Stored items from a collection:
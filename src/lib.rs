//! Removes the USBPre monitor daemon and everything its installer left behind.
//!
//! The removal is a fixed [`plan::UninstallPlan`] of five commands, each run with
//! administrator privileges by an [`elevate::CommandRunner`]. An
//! [`sequencer::UninstallSequencer`] executes them in order on a [`worker::UninstallWorker`]
//! thread, pushing progress into a [`reporter::StatusReporter`] supplied by the front-end.

pub mod common;
pub mod config;
pub mod elevate;
pub mod plan;
pub mod reporter;
pub mod sequencer;
pub mod unique;
pub mod worker;

pub use elevate::{CommandRunner, ElevatedRunner, Elevation, ElevationError};
pub use plan::{UninstallPlan, UninstallStep};
pub use reporter::{Status, StatusReporter};
pub use sequencer::{SequenceOutcome, StepFailure, UninstallSequencer};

> **WHAT YOU WILL DO**:
The line containing "pub mod elevate;" and all lines after it, through the end of the entries above, are to be returned exactly and alone.

> **SOLUTION BELOW**:
pub mod elevate;
pub mod plan;
pub mod reporter;
pub mod sequencer;
pub mod unique;
pub mod worker;

pub use elevate::{CommandRunner, ElevatedRunner, Elevation, ElevationError};
pub use plan::{UninstallPlan, UninstallStep};
pub use reporter::{Status, StatusReporter};
pub use sequencer::{SequenceOutcome, StepFailure, UninstallSequencer};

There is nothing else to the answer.